**Exercise brief:** Please write out the listing beneath this sentence exactly, from its first line to the line with "Self::Telemetry(message.into())", and stop there.
START Data
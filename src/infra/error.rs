use thiserror::Error;

#[derive(Debug, Error)]
pub enum InfraError {
    #[error("telemetry initialization failed: {0}")]
    Telemetry(String),
}

impl InfraError {
    pub fn telemetry(message: impl Into<String>) -> Self {
        Self::Telemetry(message.into())
    }
}
//! Host adapters for [`ExecutionContext`].

use std::{
    collections::HashMap,
    env,
    ffi::OsString,
    fs::OpenOptions,
    io::{self, Write},
    path::{Path, PathBuf},
    sync::Arc,
};

use tracing::{debug, info};
use uuid::Uuid;

use crate::application::context::ExecutionContext;

/// Pick the adapter for the current process environment.
pub fn detect() -> Arc<dyn ExecutionContext> {
    if env::var("GITHUB_ACTIONS").is_ok_and(|value| value == "true") {
        Arc::new(ActionsContext::from_os_vars(env::vars_os()))
    } else {
        Arc::new(ConsoleContext)
    }
}

/// GitHub Actions: `INPUT_*` variables, workflow commands on stdout and the
/// `GITHUB_OUTPUT` / `GITHUB_STEP_SUMMARY` files.
#[derive(Debug, Clone, Default)]
pub struct ActionsContext {
    inputs: HashMap<String, String>,
    workspace: Option<PathBuf>,
    output_file: Option<PathBuf>,
    summary_file: Option<PathBuf>,
}

impl ActionsContext {
    pub fn from_vars(vars: impl IntoIterator<Item = (String, String)>) -> Self {
        let mut context = Self::default();
        for (name, value) in vars {
            if let Some(input) = name.strip_prefix("INPUT_") {
                context.inputs.insert(input.to_string(), value);
                continue;
            }
            let path = (!value.is_empty()).then(|| PathBuf::from(&value));
            match name.as_str() {
                "GITHUB_WORKSPACE" => context.workspace = path,
                "GITHUB_OUTPUT" => context.output_file = path,
                "GITHUB_STEP_SUMMARY" => context.summary_file = path,
                _ => {}
            }
        }
        context
    }

    /// Like [`Self::from_vars`], skipping entries that are not valid UTF-8.
    pub fn from_os_vars(vars: impl IntoIterator<Item = (OsString, OsString)>) -> Self {
        Self::from_vars(vars.into_iter().filter_map(|(name, value)| {
            Some((name.into_string().ok()?, value.into_string().ok()?))
        }))
    }

    fn append(path: &Path, text: &str) -> io::Result<()> {
        let mut file = OpenOptions::new().create(true).append(true).open(path)?;
        file.write_all(text.as_bytes())
    }
}

impl ExecutionContext for ActionsContext {
    fn name(&self) -> &'static str {
        "github-actions"
    }

    fn input(&self, name: &str) -> Option<String> {
        let key = name.replace(' ', "_").to_uppercase();
        self.inputs
            .get(&key)
            .map(|value| value.trim().to_string())
            .filter(|value| !value.is_empty())
    }

    fn workspace_hint(&self) -> Option<PathBuf> {
        self.workspace.clone()
    }

    fn start_group(&self, title: &str) {
        println!("::group::{}", escape_data(title));
    }

    fn end_group(&self) {
        println!("::endgroup::");
    }

    fn set_output(&self, name: &str, value: &str) -> io::Result<()> {
        match &self.output_file {
            Some(path) => Self::append(path, &output_record(name, value)),
            None => {
                debug!(
                    target = "infra::context",
                    op = "context::set_output",
                    output = name,
                    "GITHUB_OUTPUT not set; printing output instead"
                );
                writeln!(io::stdout().lock(), "{name}={value}")
            }
        }
    }

    fn write_summary(&self, html: &str) -> io::Result<()> {
        let Some(path) = &self.summary_file else {
            return Err(io::Error::new(
                io::ErrorKind::NotFound,
                "GITHUB_STEP_SUMMARY is not set",
            ));
        };
        Self::append(path, &format!("{html}\n"))
    }

    fn set_failed(&self, message: &str) {
        println!("::error::{}", escape_data(message));
    }
}

/// Plain terminal runs: no inputs, outputs as `name=value` lines.
#[derive(Debug, Clone, Copy, Default)]
pub struct ConsoleContext;

impl ExecutionContext for ConsoleContext {
    fn name(&self) -> &'static str {
        "console"
    }

    fn input(&self, _name: &str) -> Option<String> {
        None
    }

    fn workspace_hint(&self) -> Option<PathBuf> {
        None
    }

    fn start_group(&self, title: &str) {
        info!(target = "infra::context", "{title}");
    }

    fn end_group(&self) {}

    fn set_output(&self, name: &str, value: &str) -> io::Result<()> {
        writeln!(io::stdout().lock(), "{name}={value}")
    }

    fn write_summary(&self, html: &str) -> io::Result<()> {
        debug!(
            target = "infra::context",
            op = "context::write_summary",
            bytes = html.len(),
            "No summary sink outside CI; discarding run summary"
        );
        Ok(())
    }

    fn set_failed(&self, message: &str) {
        eprintln!("error: {message}");
    }
}

/// `name<<delimiter` block understood by `GITHUB_OUTPUT`; safe for multi-line values.
fn output_record(name: &str, value: &str) -> String {
    let delimiter = format!("ghadelimiter_{}", Uuid::new_v4());
    format!("{name}<<{delimiter}\n{value}\n{delimiter}\n")
}

/// Workflow command data escaping.
fn escape_data(text: &str) -> String {
    text.replace('%', "%25")
        .replace('\r', "%0D")
        .replace('\n', "%0A")
}
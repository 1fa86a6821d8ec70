use std::{
    env,
    ffi::OsString,
    path::{Path, PathBuf},
};

use tracing::{debug, info};

use super::PdfError;

/// Environment variables consulted, in order, when no explicit path is set.
const ENV_HINTS: [&str; 3] = ["CHROME_PATH", "GOOGLE_CHROME_SHIM", "PLAYWRIGHT_BROWSERS_PATH"];

const UNIX_CANDIDATES: [&str; 6] = [
    "/usr/bin/google-chrome",
    "/usr/bin/google-chrome-stable",
    "/usr/bin/chromium",
    "/usr/bin/chromium-browser",
    "/snap/bin/chromium",
    "/Applications/Google Chrome.app/Contents/MacOS/Google Chrome",
];

/// Locate the Chrome executable. Relative explicit paths resolve against
/// `base`, the workspace root.
pub fn discover(explicit: Option<&Path>, base: &Path) -> Result<PathBuf, PdfError> {
    let lookup = |name: &str| env::var_os(name);
    let candidates = platform_candidates(&lookup);
    discover_with(explicit, base, lookup, &candidates)
}

fn discover_with<F>(
    explicit: Option<&Path>,
    base: &Path,
    lookup: F,
    candidates: &[PathBuf],
) -> Result<PathBuf, PdfError>
where
    F: Fn(&str) -> Option<OsString>,
{
    if let Some(explicit) = explicit {
        let resolved = if explicit.is_absolute() {
            explicit.to_path_buf()
        } else {
            base.join(explicit)
        };
        if !resolved.exists() {
            return Err(PdfError::ExplicitMissing {
                path: resolved.display().to_string(),
            });
        }
        log_choice("explicit", &resolved);
        return Ok(resolved);
    }

    for name in ENV_HINTS {
        let Some(value) = lookup(name).filter(|value| !value.is_empty()) else {
            continue;
        };
        let path = PathBuf::from(value);
        if path.is_file() {
            log_choice(name, &path);
            return Ok(path);
        }
        debug!(
            target = "application::pdf::discovery",
            op = "discovery::discover",
            hint = name,
            path = %path.display(),
            "Ignoring hint that is not an executable file"
        );
    }

    match candidates.iter().find(|candidate| candidate.is_file()) {
        Some(found) => {
            log_choice("well_known", found);
            Ok(found.clone())
        }
        None => Err(PdfError::NotFound),
    }
}

fn platform_candidates<F>(lookup: &F) -> Vec<PathBuf>
where
    F: Fn(&str) -> Option<OsString>,
{
    if cfg!(windows) {
        ["PROGRAMFILES", "PROGRAMFILES(X86)", "LOCALAPPDATA"]
            .into_iter()
            .filter_map(|name| lookup(name))
            .map(|root| {
                PathBuf::from(root)
                    .join("Google")
                    .join("Chrome")
                    .join("Application")
                    .join("chrome.exe")
            })
            .collect()
    } else {
        UNIX_CANDIDATES.iter().map(PathBuf::from).collect()
    }
}

fn log_choice(source: &str, path: &Path) {
    info!(
        target = "application::pdf::discovery",
        op = "discovery::discover",
        source,
        executable = %path.display(),
        "Using Chrome executable"
    );
}
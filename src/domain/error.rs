use thiserror::Error;

#[derive(Debug, Error)]
pub enum DomainError {
    #[error("front matter is not valid YAML: {message}")]
    FrontMatter { message: String },
    #[error("cannot use {label} outside workspace: {path}")]
    OutsideWorkspace { label: &'static str, path: String },
}

impl DomainError {
    pub fn front_matter(message: impl Into<String>) -> Self {
        Self::FrontMatter {
            message: message.into(),
        }
    }

    pub fn outside_workspace(label: &'static str, path: impl Into<String>) -> Self {
        Self::OutsideWorkspace {
            label,
            path: path.into(),
        }
    }
}
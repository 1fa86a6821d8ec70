//! Printing assembled HTML documents to PDF.

mod chrome;
mod discovery;

use std::{io, path::PathBuf, time::Duration};

use async_trait::async_trait;
use thiserror::Error;

pub use chrome::ChromeCli;
pub use discovery::discover;

#[derive(Debug, Clone)]
pub struct PdfRequest {
    /// HTML file already on disk; it is opened through a `file://` URL.
    pub html_path: PathBuf,
    pub pdf_path: PathBuf,
    pub disable_sandbox: bool,
    pub timeout: Duration,
}

#[derive(Debug, Error)]
pub enum PdfError {
    #[error("Provided chrome_path does not exist: {path}")]
    ExplicitMissing { path: String },
    #[error(
        "Could not locate a Chrome or Chromium executable. Provide chrome_path input to specify it explicitly."
    )]
    NotFound,
    #[error("failed to launch `{path}`: {source}")]
    Spawn {
        path: String,
        #[source]
        source: io::Error,
    },
    #[error("renderer I/O failed: {0}")]
    Io(#[from] io::Error),
    #[error("cannot address `{path}` as a file URL")]
    Url { path: String },
    #[error("renderer exited with status {exit_code:?}: {stderr}")]
    Exited {
        exit_code: Option<i32>,
        stderr: String,
    },
    #[error("renderer exited successfully but produced no PDF: {stderr}")]
    MissingOutput { stderr: String },
    #[error("renderer timed out after {timeout_ms} ms: {stderr}")]
    Timeout { timeout_ms: u64, stderr: String },
}

/// Something that can turn an HTML file into a PDF file.
#[async_trait]
pub trait PdfEngine: Send + Sync {
    async fn render(&self, request: &PdfRequest) -> Result<(), PdfError>;
}
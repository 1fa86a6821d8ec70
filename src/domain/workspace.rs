//! Workspace root and the containment rules every resolved path must satisfy.
//!
//! Resolution here is lexical, mirroring how CI tooling resolves relative
//! inputs: `..` segments are collapsed without touching the file system.
//! Callers that hand paths to external tools additionally canonicalise existing
//! files through [`Workspace::ensure_canonical`] so symlinks cannot escape.

use std::{
    fs, io,
    path::{Component, Path, PathBuf},
};

use super::error::DomainError;

#[derive(Debug, Clone, PartialEq, Eq)]
pub struct Workspace {
    root: PathBuf,
}

impl Workspace {
    /// Canonicalise `root` and adopt it as the workspace.
    pub fn open(root: &Path) -> io::Result<Self> {
        let root = fs::canonicalize(root)?;
        if !root.is_dir() {
            return Err(io::Error::other(format!(
                "workspace `{}` is not a directory",
                root.display()
            )));
        }
        Ok(Self { root })
    }

    pub fn root(&self) -> &Path {
        &self.root
    }

    pub fn contains(&self, path: &Path) -> bool {
        normalize_lexically(path).starts_with(&self.root)
    }

    /// Resolve `candidate` against `base` the way a shell would, without
    /// consulting the file system.
    pub fn resolve(&self, base: &Path, candidate: impl AsRef<Path>) -> PathBuf {
        normalize_lexically(&base.join(candidate))
    }

    /// Lexically resolve and reject anything that lands outside the root.
    pub fn ensure_contained(
        &self,
        base: &Path,
        candidate: impl AsRef<Path>,
        label: &'static str,
    ) -> Result<PathBuf, DomainError> {
        let candidate = candidate.as_ref();
        let resolved = self.resolve(base, candidate);
        if self.contains(&resolved) {
            Ok(resolved)
        } else {
            Err(DomainError::outside_workspace(
                label,
                candidate.display().to_string(),
            ))
        }
    }

    /// Follow symlinks of an existing path and check the real location.
    pub fn ensure_canonical(&self, path: &Path, label: &'static str) -> Result<(), DomainError> {
        match fs::canonicalize(path) {
            Ok(real) if real.starts_with(&self.root) => Ok(()),
            Ok(real) => Err(DomainError::outside_workspace(
                label,
                real.display().to_string(),
            )),
            Err(_) => Ok(()),
        }
    }

    /// Workspace-relative, forward-slash path; `.` for the root itself.
    pub fn display_relative(&self, path: &Path) -> String {
        let normalized = normalize_lexically(path);
        match normalized.strip_prefix(&self.root) {
            Ok(relative) if relative.as_os_str().is_empty() => ".".to_string(),
            Ok(relative) => forward_slashes(relative),
            Err(_) => forward_slashes(&normalized),
        }
    }

    pub fn relative_dir(&self, path: &Path) -> PathBuf {
        path.parent()
            .and_then(|parent| parent.strip_prefix(&self.root).ok())
            .map(Path::to_path_buf)
            .unwrap_or_default()
    }
}

/// Collapse `.` and `..` components. `..` at the root stays at the root.
pub fn normalize_lexically(path: &Path) -> PathBuf {
    let mut normalized = PathBuf::new();
    for component in path.components() {
        match component {
            Component::Prefix(_) | Component::RootDir => normalized.push(component.as_os_str()),
            Component::CurDir => {}
            Component::ParentDir => {
                normalized.pop();
            }
            Component::Normal(part) => normalized.push(part),
        }
    }
    normalized
}

pub fn forward_slashes(path: &Path) -> String {
    path.components()
        .filter_map(|component| match component {
            Component::Normal(part) => Some(part.to_string_lossy()),
            _ => None,
        })
        .collect::<Vec<_>>()
        .join("/")
}
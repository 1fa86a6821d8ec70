//! HTML assembly for a single document.
//!
//! Rendering is pure: the same Markdown, metadata and stylesheet text always
//! produce byte-identical HTML. Title and language are escaped by the template;
//! the body, stylesheets and extra head markup are trusted and inserted as-is.

mod markdown;
mod summary;

use askama::Template;
use comrak::options::Options;

pub use summary::{RunSummary, SummaryRow};

/// Inputs for one document. `stylesheets` are CSS texts in resolution order.
#[derive(Debug, Clone, Copy)]
pub struct DocumentParts<'a> {
    pub title: &'a str,
    pub lang: &'a str,
    pub markdown: &'a str,
    pub stylesheets: &'a [&'a str],
}

#[derive(Template)]
#[template(path = "document.html")]
struct DocumentTemplate<'a> {
    lang: &'a str,
    title: &'a str,
    extra_head: &'a str,
    css: &'a str,
    body: &'a str,
}

pub struct DocumentRenderer {
    options: Options<'static>,
    extra_head: Option<String>,
}

impl DocumentRenderer {
    pub fn new(extra_head: Option<String>) -> Self {
        Self {
            options: markdown::default_options(),
            extra_head,
        }
    }

    pub fn render(&self, parts: &DocumentParts<'_>) -> Result<String, askama::Error> {
        let body = markdown::render_body(parts.markdown, &self.options);
        let css = parts.stylesheets.join("\n\n");
        DocumentTemplate {
            lang: parts.lang,
            title: parts.title,
            extra_head: self.extra_head.as_deref().unwrap_or_default(),
            css: &css,
            body: &body,
        }
        .render()
    }
}
use comrak::{markdown_to_html, options::Options};

/// CommonMark with raw HTML pass-through, autolinks and smart punctuation,
/// plus the GFM table and strikethrough extensions.
pub(crate) fn default_options() -> Options<'static> {
    let mut options = Options::default();

    let ext = &mut options.extension;
    ext.autolink = true;
    ext.table = true;
    ext.strikethrough = true;
    ext.tagfilter = false;

    options.parse.smart = true;
    options.render.r#unsafe = true;

    options
}

pub(crate) fn render_body(markdown: &str, options: &Options<'static>) -> String {
    markdown_to_html(markdown, options)
}
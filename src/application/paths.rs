//! Expansion of include/exclude patterns into workspace files.
//!
//! Patterns are evaluated in order and the last matching pattern decides;
//! `!pattern` excludes. A pattern that matches a directory also matches every
//! file below it, so `docs` selects the whole `docs/` tree.

use std::{
    collections::BTreeSet,
    fs,
    path::{Path, PathBuf},
};

use globset::{GlobBuilder, GlobMatcher};
use thiserror::Error;
use tracing::{debug, warn};
use walkdir::WalkDir;

use crate::domain::workspace::{Workspace, forward_slashes};

#[derive(Debug, Error)]
pub enum PatternError {
    #[error("invalid pattern `{pattern}`: {source}")]
    Invalid {
        pattern: String,
        #[source]
        source: globset::Error,
    },
}

#[derive(Debug)]
struct CompiledPattern {
    matcher: GlobMatcher,
    negated: bool,
}

#[derive(Debug, Clone)]
pub struct PathResolver {
    workspace: Workspace,
}

impl PathResolver {
    pub fn new(workspace: Workspace) -> Self {
        Self { workspace }
    }

    /// Expand `patterns` to sorted, de-duplicated absolute file paths inside
    /// the workspace. Directories are never returned.
    pub fn expand(&self, patterns: &[String]) -> Result<Vec<PathBuf>, PatternError> {
        let compiled = self.compile(patterns)?;
        if !compiled.iter().any(|pattern| !pattern.negated) {
            return Ok(Vec::new());
        }

        let root = self.workspace.root();
        let mut matches = BTreeSet::new();
        for entry in WalkDir::new(root).follow_links(false) {
            let entry = match entry {
                Ok(entry) => entry,
                Err(err) => {
                    warn!(
                        target = "application::paths",
                        op = "paths::expand",
                        error = %err,
                        "Skipping unreadable entry"
                    );
                    continue;
                }
            };

            let path = entry.path();
            let file_type = entry.file_type();
            let eligible = if file_type.is_file() {
                true
            } else if file_type.is_symlink() {
                self.symlink_stays_inside(path)
            } else {
                false
            };
            if !eligible || !self.workspace.contains(path) {
                continue;
            }

            let Ok(relative) = path.strip_prefix(root) else {
                continue;
            };
            if is_selected(&compiled, &forward_slashes(relative)) {
                matches.insert(path.to_path_buf());
            }
        }

        Ok(matches.into_iter().collect())
    }

    fn compile(&self, patterns: &[String]) -> Result<Vec<CompiledPattern>, PatternError> {
        let mut compiled = Vec::with_capacity(patterns.len());
        for pattern in patterns {
            let trimmed = pattern.trim();
            if trimmed.is_empty() {
                continue;
            }
            let (negated, body) = match trimmed.strip_prefix('!') {
                Some(rest) => (true, rest.trim_start()),
                None => (false, trimmed),
            };

            let Some(relative) = self.root_relative(body) else {
                warn!(
                    target = "application::paths",
                    op = "paths::compile",
                    pattern = %pattern,
                    "Ignoring pattern that points outside the workspace"
                );
                continue;
            };
            let glob = if relative.is_empty() {
                "**".to_string()
            } else {
                relative
            };

            let matcher = GlobBuilder::new(&glob)
                .literal_separator(true)
                .build()
                .map_err(|source| PatternError::Invalid {
                    pattern: pattern.clone(),
                    source,
                })?
                .compile_matcher();
            compiled.push(CompiledPattern { matcher, negated });
        }

        debug!(
            target = "application::paths",
            op = "paths::compile",
            patterns = compiled.len(),
            "Compiled patterns"
        );
        Ok(compiled)
    }

    /// Rewrite a pattern relative to the workspace root, collapsing `.` and
    /// `..` segments. `None` when the pattern escapes the root.
    fn root_relative(&self, pattern: &str) -> Option<String> {
        let pattern = if cfg!(windows) {
            pattern.replace('\\', "/")
        } else {
            pattern.to_string()
        };

        let rooted = if Path::new(&pattern).is_absolute() {
            let stripped = Path::new(&pattern).strip_prefix(self.workspace.root()).ok()?;
            forward_slashes(stripped)
        } else {
            pattern
        };

        let mut segments: Vec<&str> = Vec::new();
        for segment in rooted.split('/') {
            match segment {
                "" | "." => {}
                ".." => {
                    segments.pop()?;
                }
                other => segments.push(other),
            }
        }
        Some(segments.join("/"))
    }

    fn symlink_stays_inside(&self, path: &Path) -> bool {
        match fs::canonicalize(path) {
            Ok(real) => real.starts_with(self.workspace.root()) && real.is_file(),
            Err(_) => false,
        }
    }
}

/// Last matching pattern wins; a match on any ancestor directory counts.
fn is_selected(patterns: &[CompiledPattern], relative: &str) -> bool {
    let candidates = ancestors_and_self(relative);
    let mut selected = false;
    for pattern in patterns {
        if candidates
            .iter()
            .any(|candidate| pattern.matcher.is_match(candidate))
        {
            selected = !pattern.negated;
        }
    }
    selected
}

fn ancestors_and_self(relative: &str) -> Vec<&str> {
    let mut candidates: Vec<&str> = relative
        .match_indices('/')
        .map(|(index, _)| &relative[..index])
        .collect();
    candidates.push(relative);
    candidates
}
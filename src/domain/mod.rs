//! Domain layer types and invariants.

pub mod error;
pub mod front_matter;
pub mod manifest;
pub mod workspace;
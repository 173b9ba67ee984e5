//! Command-line generator for signed q402 payment payloads.
//!
//! # Usage
//!
//! ```bash
//! PAYER_PRIVATE_KEY=0x... cargo run -p q402-payload -- \
//!     --token 0x337610d27c682e347c9cd60bd4b3b107c9d34ddd \
//!     --amount 1000000000000000000 \
//!     --to 0x073c02ff48f6e81e6efee81b2a826b811beac855
//!
//! # Header-ready output
//! cargo run -p q402-payload -- --output base64 ...
//! ```
//!
//! The payload goes to stdout; logs go to stderr and are filtered by
//! `RUST_LOG` (default: `info`).

use std::io::Write;

use clap::Parser;
use q402::networks::network_by_chain_id;
use q402_evm::chain::caip2;
use q402_evm::create_signed_payment_payload_with;
use tracing_subscriber::EnvFilter;

use q402_payload::config::{OutputFormat, PayloadConfig};

#[tokio::main]
async fn main() {
    dotenvy::dotenv().ok();

    tracing_subscriber::fmt()
        .with_env_filter(
            EnvFilter::try_from_default_env().unwrap_or_else(|_| EnvFilter::new("info")),
        )
        .with_writer(std::io::stderr)
        .init();

    if let Err(e) = run().await {
        tracing::error!("Payload generation failed: {e}");
        std::process::exit(1);
    }
}

async fn run() -> Result<(), Box<dyn std::error::Error>> {
    let config = PayloadConfig::parse();
    let signer = config.signer()?;
    let details = config.payment_details()?;

    let chain_id = details.authorization.chain_id;
    if let Some(known) = network_by_chain_id(chain_id).filter(|n| n.id != details.network_id) {
        tracing::warn!(
            network = %details.network_id,
            chain = %caip2(chain_id),
            registered = known.id,
            "Chain id belongs to a different network"
        );
    }
    tracing::info!(
        payer = %signer.address(),
        network = %details.network_id,
        chain = %caip2(chain_id),
        implementation = %details.implementation_contract,
        "Signing payment payload"
    );

    let payload =
        create_signed_payment_payload_with(&signer, &details, &config.payload_options()).await?;
    let details = payload.payment_details();
    tracing::info!(
        payment_id = %details.witness.message.payment_id,
        deadline = %details.witness.message.deadline,
        "Payload signed"
    );

    let rendered = match config.output {
        OutputFormat::Json => payload.to_json_pretty()?,
        OutputFormat::Base64 => payload.to_header_value()?,
    };
    let mut stdout = std::io::stdout().lock();
    writeln!(stdout, "{rendered}")?;
    Ok(())
}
END Data
**Solution for this task:**
filename src/infra/error.rs
use thiserror::Error;

#[derive(Debug, Error)]
pub enum InfraError {
    #[error("telemetry initialization failed: {0}")]
    Telemetry(String),
}

impl InfraError {
    pub fn telemetry(message: impl Into<String>) -> Self {
        Self::Telemetry(message.into())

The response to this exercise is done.